İşte bu ne ve neden oldu, sorunlar nerede sorusunun en son sonuçlarından birini şöyle yaşadık: Üç gün önce seçime giderken sisli havada Avusturya Parlamentosu Milletvekili JETZT Partisi’nden Peter Pilz’in teklifi ve ÖVP -FPÖ milletvekillerinin oy çoğunluğu ile resmen Milli Görüş (Saadet Partisi), Avusturya Türk Federasyonu (MHP), ATİB (T.C. Diyanet İşleri Başkanlığı)’e ait toplamda iki yüze yakın camii teşkilatlarının tümünün kapatılması „Avusturya Anayasa ve Hür Demokratik Avusturya Cumhuriyeti’ne düşmanlık yaptıkları, entegrasyonu engelledikleri için kapatılsın. Bu camii adı altında kurulan ibadet yerleri Türkiye’den ya parti temsilcilikleri yada onların arka bahçesi.mealinde ki iddiaları içeren önerge ile kabul edildi.

Top şu anda Avusturya yargısında. İnanılmaz ama gerçek.

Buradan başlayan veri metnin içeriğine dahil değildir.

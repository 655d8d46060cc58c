//! The heap manager.
//!
//! # Algorithm
//!
//! - **Allocation**: the request is clamped and rounded to a block size, the
//!   free list yields the smallest hole that fits, and the hole is split if
//!   the surplus is larger than [`MIN_PAYLOAD`]. Otherwise the whole hole is
//!   handed out.
//! - **Release**: the pointer is validated down to its tags, the block is
//!   merged with a free right neighbour and then with a free left
//!   neighbour, and the result is inserted into the free list.
//! - **Initialization**: the whole initial region is written as one
//!   allocated block and released, so the release path is the only code
//!   that ever builds a free-list entry.
//!
//! Capacity exhaustion is reported as `None`. Every structural violation is
//! fatal: the heap dumps its state on the console and halts the hart.

use core::ptr::{self, NonNull};

use log::{debug, error, info, trace, warn};
use snafu::{OptionExt as _, ResultExt as _, ensure};

use crate::{
    block::{Block, Header, Region},
    diagnostic::{self, Snapshot},
    fault::{
        BadLinkSnafu, Corruption, DoubleFreeSnafu, EmptyRegionSnafu,
        ExceedsMaximumSnafu, GapSnafu, HeaderOutOfBoundsSnafu, InitError, MapSnafu,
        MisalignedBaseSnafu, MisalignedSnafu, NotAHoleSnafu, NullPointerSnafu, RelocatedSnafu,
        ShortcutSnafu, StaleLinksSnafu, UncoalescedSnafu, UnlistedSnafu, UnsortedSnafu,
    },
    free_list::FreeList,
    layout::{
        FOOTER_SIZE, GRANULARITY, HEADER_SIZE, MIN_PAYLOAD, PAGE_SIZE, SHORTCUT_COUNT,
        SHORTCUT_THRESHOLDS, block_size_for,
    },
    platform::{CriticalSection, Platform},
};

/// Placement and size of the heap range.
#[derive(Debug, Clone, Copy, PartialEq, Eq)]
pub struct HeapConfig {
    /// Virtual address of the first heap byte. Must be page aligned.
    pub base: usize,
    /// Pages mapped at initialization.
    pub initial_pages: usize,
    /// Size the range may theoretically grow to. Reserved, never used.
    pub max_size: usize,
}

impl HeapConfig {
    #[must_use]
    pub const fn new(base: usize, initial_pages: usize, max_size: usize) -> Self {
        Self {
            base,
            initial_pages,
            max_size,
        }
    }

    /// Bytes mapped at initialization.
    #[must_use]
    pub const fn initial_size(&self) -> usize {
        self.initial_pages.saturating_mul(PAGE_SIZE)
    }

    fn validate(&self) -> Result<(), InitError> {
        ensure!(
            self.base.is_multiple_of(PAGE_SIZE),
            MisalignedBaseSnafu { base: self.base }
        );
        ensure!(self.initial_pages > 0, EmptyRegionSnafu);
        ensure!(
            self.initial_size() <= self.max_size
                && self.base.checked_add(self.max_size).is_some(),
            ExceedsMaximumSnafu {
                initial: self.initial_size(),
                max: self.max_size,
            }
        );
        Ok(())
    }
}

/// A block as seen from outside the heap.
#[derive(Debug, Clone, Copy, PartialEq, Eq)]
pub struct BlockInfo {
    /// Header address.
    pub addr: usize,
    /// Total size including header and footer.
    pub size: usize,
    pub hole: bool,
}

#[derive(Debug, Clone, Copy, Default, PartialEq, Eq)]
pub struct HeapStats {
    pub free_blocks: usize,
    pub free_bytes: usize,
    pub used_blocks: usize,
    pub used_bytes: usize,
}

/// The kernel heap.
///
/// Owns the mapped heap range, the free list and the platform it reports
/// through. `allocate` and `release` each run as one critical section.
pub struct Heap<P>
where
    P: Platform,
{
    region: Region,
    max_end: usize,
    free_list: FreeList,
    platform: P,
}

unsafe impl<P> Send for Heap<P> where P: Platform + Send {}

Gelişmeler hoş değil ve üzücü…

Avusturya’da Müslümanlar arasında yüksek bir tepki yok.

Avusturya medya ve siyasetinde tık yok. Burada peki niye tepki ve tık yok? diye sormak gerekmiyor mu? Çünkü Türk toplumu içinde birlik beraberlik yok. Türk toplumu adına veya Türk veya İslam adına bu teşkilatlar çok ciddi küçük veya büyük hatalar yaptılar. Perşembe’nin geleceği çarşamba gününden bellidir derler.

Bu karar Avusturya halkı adına en yüksek temsil organı Avusturya Parlamentosu’nda alınmış durumda.

Böyle bir kararın verilmesi yıllarca bu üç teşkilat hakkında yapılan haklı haksız haber ve siyasetin ürünüdür.

Bu karara karşı çıkan kısa adı IGGÖ olan Avusturya’da sünni Müslümanların resmi temsilcisi (Alevi diye Alevi Müslümanları devlet katında resmi temsil eden bir kuruluş var) Avusturya İslam Cemiyeti Başkanı Ümit Vural ne yapsın?

Kendisi Mili Görüş teşkilatının adayı olarak başkan seçilmiş durumda.

Kendisi Avukat bu konuyu yüksek yargıya götürecektir ama arkasında demokratik bir şekilde örgütlenmiş bağımsız, kurkusuz  STK’lar, medya ve siyasiler yok.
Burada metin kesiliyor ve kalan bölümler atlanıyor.